Train frontier models with full-parameter reinforcement learning using Tinker-compatible APIs
Early Access FeatureFull parameter RL tuning is currently in private preview and available to select customers.
Join the waitlist to request access.
Full parameter RL tuning is designed for teams that need maximum control over reinforcement learning updates. Unlike LoRA-based RFT, this mode updates all model weights (loraRank=0) while keeping a familiar Tinker-style training loop.
Current preview scope is reinforcement training via RLOR trainer jobs.
Service-mode RLOR trainers currently support full-parameter tuning only. If serviceMode=true, set trainingConfig.loraRank (or SDK lora_rank) to 0; values greater than 0 are rejected.
Custom RL objectives: Implement GRPO, DPO, PPO, or custom reward shaping logic in Python
Tinker-compatible primitives: Use forward(), forward_backward_custom(), and optim_step() directly
Service-mode trainers: Run the trainer as an API service and iterate quickly from your own script
Checkpoint-to-serving path: Save checkpoints and optionally hot-load them into inference deployments
If LoRA-based RFT already meets your quality and latency targets, start there first.
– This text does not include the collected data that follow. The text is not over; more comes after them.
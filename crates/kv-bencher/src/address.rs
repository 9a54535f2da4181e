use std::{convert::TryFrom, fmt::Display, net::Ipv4Addr};

use thiserror::Error;
use url::Url;

/// Memcached's default port.
pub const DEFAULT_PORT: u16 = 11211;

#[derive(Debug, Clone, PartialEq, Eq)]
pub struct Address {
    pub scheme: Scheme,
    host: url::Host,
    port: u16,
}

impl Address {
    pub fn try_from_str(value: &str) -> Result<Self, Error> {
        Self::try_from(value)
    }

    /// `host:port`, suitable for resolving with tokio.
    pub fn authority(&self) -> String {
        format!("{}:{}", self.host, self.port)
    }

    pub fn port(&self) -> u16 {
        self.port
    }
}

impl Default for Address {
    fn default() -> Self {
        Self {
            scheme: Scheme::Tcp,
            host: url::Host::Ipv4(Ipv4Addr::LOCALHOST),
            port: DEFAULT_PORT,
        }
    }
}

impl Display for Address {
    fn fmt(&self, f: &mut std::fmt::Formatter<'_>) -> std::fmt::Result {
        write!(f, "{}://{}:{}", self.scheme, self.host, self.port)
    }
}

#[derive(Debug, Error)]
pub enum Error {
    #[error("failed to parse url")]
    ParseError(#[from] url::ParseError),
    #[error("found an unsupported scheme '{0}'")]
    UnsupportedScheme(String),
    #[error("host missing in url")]
    MissingHost,
}

impl TryFrom<&str> for Address {
    type Error = Error;

    fn try_from(value: &str) -> Result<Self, Self::Error> {
        let url = Url::parse(value)?;
        let scheme = match url.scheme() {
            "tcp" => Scheme::Tcp,
            "udp" => Scheme::Udp,
            e => return Err(Error::UnsupportedScheme(e.to_owned())),
        };
        let host = match url.host() {
            Some(h) => h.to_owned(),
            None => return Err(Error::MissingHost),
        };
        let port = url.port().unwrap_or(DEFAULT_PORT);
        Ok(Self { scheme, host, port })
    }
}

/// Transport used to reach the service.
#[derive(Debug, Clone, Copy, PartialEq, Eq)]
pub enum Scheme {
    Tcp,
    Udp,
}

impl Display for Scheme {
    fn fmt(&self, f: &mut std::fmt::Formatter<'_>) -> std::fmt::Result {
        write!(
            f,
            "{}",
            match self {
                Self::Tcp => "tcp",
                Self::Udp => "udp",
            }
        )
    }
}
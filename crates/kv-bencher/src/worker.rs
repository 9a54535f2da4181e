use std::sync::Arc;

use tokio::sync::{
    broadcast::{
        self,
        error::{RecvError, TryRecvError},
    },
    mpsc,
};
use tracing::{debug, trace, warn};

use crate::{
    client::KvClient,
    config::{RunConfig, RunMode},
    error::ProtocolError,
    keys::KeyUniverse,
    sampler::{AccessSampler, Operation},
    stats::{RequestOutcome, Statistics, WorkerReport},
    value::{ValueFactory, ValueKind},
};

/// Iterations between voluntary yields, so a client that never pends cannot
/// starve the runtime.
const YIELD_INTERVAL: u64 = 128;

/// Broadcast from the coordinator to every worker.
#[derive(Debug, Clone, Copy, PartialEq, Eq)]
pub enum Signal {
    Go,
    Stop,
}

#[derive(Debug, Clone, Copy, PartialEq, Eq)]
pub enum WorkerState {
    Created,
    AwaitingStart,
    Running,
    Stopping,
    Terminated,
}

/// What a worker does per iteration and when it stops.
#[derive(Debug, Clone, Copy, PartialEq, Eq)]
pub enum WorkerBehavior {
    /// Sampled single requests, stopping after the given number.
    FixedCount(u64),
    /// Sampled single requests until the coordinator says stop.
    FixedDuration,
    /// `scan_count` sets over a sliding window followed by one scan.
    ///
    /// Stops after `runs` batches, or on the stop signal when unset.
    ScanBatch { scan_count: usize, runs: Option<u64> },
}

impl WorkerBehavior {
    pub fn from_config(config: &RunConfig) -> Self {
        let runs = match config.mode {
            RunMode::Count(runs) => Some(runs),
            RunMode::Duration(_) => None,
        };
        match (config.scan_count, runs) {
            (0, Some(runs)) => Self::FixedCount(runs),
            (0, None) => Self::FixedDuration,
            (scan_count, runs) => Self::ScanBatch { scan_count, runs },
        }
    }

    fn runs(&self) -> Option<u64> {
        match self {
            Self::FixedCount(runs) => Some(*runs),
            Self::FixedDuration => None,
            Self::ScanBatch { runs, .. } => *runs,
        }
    }
}

/// A single simulated client.
pub struct Worker<C> {
    id: usize,
    client: C,
    sampler: AccessSampler,
    keys: Arc<KeyUniverse>,
    values: Arc<ValueFactory>,
    config: Arc<RunConfig>,
    behavior: WorkerBehavior,
    stats: Statistics,
    state: WorkerState,
    window: usize,
}

impl<C: KvClient> Worker<C> {
    pub fn new(
        id: usize,
        client: C,
        sampler: AccessSampler,
        keys: Arc<KeyUniverse>,
        values: Arc<ValueFactory>,
        config: Arc<RunConfig>,
    ) -> Self {
        let behavior = WorkerBehavior::from_config(&config);
        Self {
            id,
            client,
            sampler,
            keys,
            values,
            config,
            behavior,
            stats: Statistics::default(),
            state: WorkerState::Created,
            window: 0,
        }
    }

    pub fn state(&self) -> WorkerState {
        self.state
    }

    /// Drive the worker through its whole lifecycle, delivering its statistics
    /// to `results` exactly once on a clean finish.
    pub async fn run(
        mut self,
        mut signals: broadcast::Receiver<Signal>,
        results: mpsc::Sender<WorkerReport>,
    ) -> Result<(), ProtocolError> {
        if let Err(error) = self.client.prepare().await {
            warn!(worker = self.id, %error, "Failed to prepare client");
        }

        self.transition(WorkerState::AwaitingStart);
        self.await_start(&mut signals).await?;

        self.transition(WorkerState::Running);
        let limit = self.behavior.runs();
        let mut iterations = 0;
        loop {
            let proceed = match limit {
                Some(runs) => iterations < runs,
                None => !self.stop_requested(&mut signals),
            };
            if !proceed {
                break;
            }

            let stopped = match self.behavior {
                WorkerBehavior::ScanBatch { scan_count, runs } => {
                    let watch = runs.is_none().then_some(&mut signals);
                    self.scan_batch(scan_count, watch).await
                }
                WorkerBehavior::FixedCount(_) | WorkerBehavior::FixedDuration => {
                    self.request().await;
                    false
                }
            };

            iterations += 1;
            if stopped {
                break;
            }
            if iterations % YIELD_INTERVAL == 0 {
                tokio::task::yield_now().await;
            }
        }

        self.transition(WorkerState::Stopping);
        debug!(worker = self.id, iterations, requests = self.stats.requests, "Worker finished");
        let report = WorkerReport {
            worker: self.id,
            stats: self.stats,
        };
        results
            .send(report)
            .await
            .map_err(|_| ProtocolError::CollectorGone { worker: self.id })?;

        self.transition(WorkerState::Terminated);
        Ok(())
    }

    fn transition(&mut self, next: WorkerState) {
        trace!(worker = self.id, from = ?self.state, to = ?next, "Worker transition");
        self.state = next;
    }

    async fn await_start(
        &mut self,
        signals: &mut broadcast::Receiver<Signal>,
    ) -> Result<(), ProtocolError> {
        match signals.recv().await {
            Ok(Signal::Go) => Ok(()),
            Ok(Signal::Stop) | Err(RecvError::Lagged(_)) => {
                Err(ProtocolError::UnexpectedSignal { worker: self.id })
            }
            Err(RecvError::Closed) => Err(ProtocolError::SignalChannelClosed { worker: self.id }),
        }
    }

    /// Never blocks; a vanished coordinator counts as a stop.
    fn stop_requested(&self, signals: &mut broadcast::Receiver<Signal>) -> bool {
        match signals.try_recv() {
            Ok(Signal::Stop) | Err(TryRecvError::Closed) => true,
            Ok(Signal::Go) | Err(TryRecvError::Empty) | Err(TryRecvError::Lagged(_)) => false,
        }
    }

    async fn request(&mut self) {
        let index = self.sampler.next_key_index();
        let outcome = match self.sampler.next_operation() {
            Operation::Write(kind) => self.set(index, kind).await,
            Operation::Read if self.config.pattern_match => self.ret(index, 1).await,
            Operation::Read => self.get(index).await,
        };
        self.stats.record(outcome);
    }

    /// One window of sets and its scan. With `signals` given, a pending stop
    /// is honoured before every request after the first and `true` returned.
    async fn scan_batch(
        &mut self,
        scan_count: usize,
        mut signals: Option<&mut broadcast::Receiver<Signal>>,
    ) -> bool {
        let start = self.window;
        for offset in 0..=scan_count {
            if offset > 0 {
                if let Some(signals) = signals.as_deref_mut() {
                    if self.stop_requested(signals) {
                        return true;
                    }
                }
            }
            let outcome = if offset < scan_count {
                let kind = if offset % 2 == 0 {
                    ValueKind::Filler
                } else {
                    ValueKind::Matching
                };
                self.set(start + offset, kind).await
            } else {
                self.ret(start, scan_count).await
            };
            self.stats.record(outcome);
        }
        self.window = (start + scan_count) % self.keys.len();
        false
    }

    async fn set(&mut self, index: usize, kind: ValueKind) -> RequestOutcome {
        match self
            .client
            .set(self.keys.key(index), self.values.value(kind))
            .await
        {
            Ok(()) => RequestOutcome::SetOk,
            Err(error) => {
                debug!(worker = self.id, %error, "Set failed");
                RequestOutcome::SetError
            }
        }
    }

    async fn get(&mut self, index: usize) -> RequestOutcome {
        match self.client.get(self.keys.key(index)).await {
            Ok(Some(_)) => RequestOutcome::GetHit,
            Ok(None) => RequestOutcome::GetMiss,
            Err(error) => {
                debug!(worker = self.id, %error, "Get failed");
                RequestOutcome::GetError
            }
        }
    }

    async fn ret(&mut self, index: usize, scan_count: usize) -> RequestOutcome {
        match self
            .client
            .ret(self.keys.key(index), self.values.pattern(), scan_count)
            .await
        {
            Ok(Some(_)) => RequestOutcome::GetHit,
            Ok(None) => RequestOutcome::GetMiss,
            Err(error) => {
                debug!(worker = self.id, %error, "Ret failed");
                RequestOutcome::GetError
            }
        }
    }
}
Use full parameter tuning when LoRA quality saturates or you need full-weight updates for your use case.
The workflow below reflects the latest cookbook-style setup: create serving infrastructure first, create the RLOR trainer, then connect with FiretitanServiceClient.
If you want the same flow in one file, jump to Single-file starter script.
1
1) Create an inference deployment (Fireworks SDK)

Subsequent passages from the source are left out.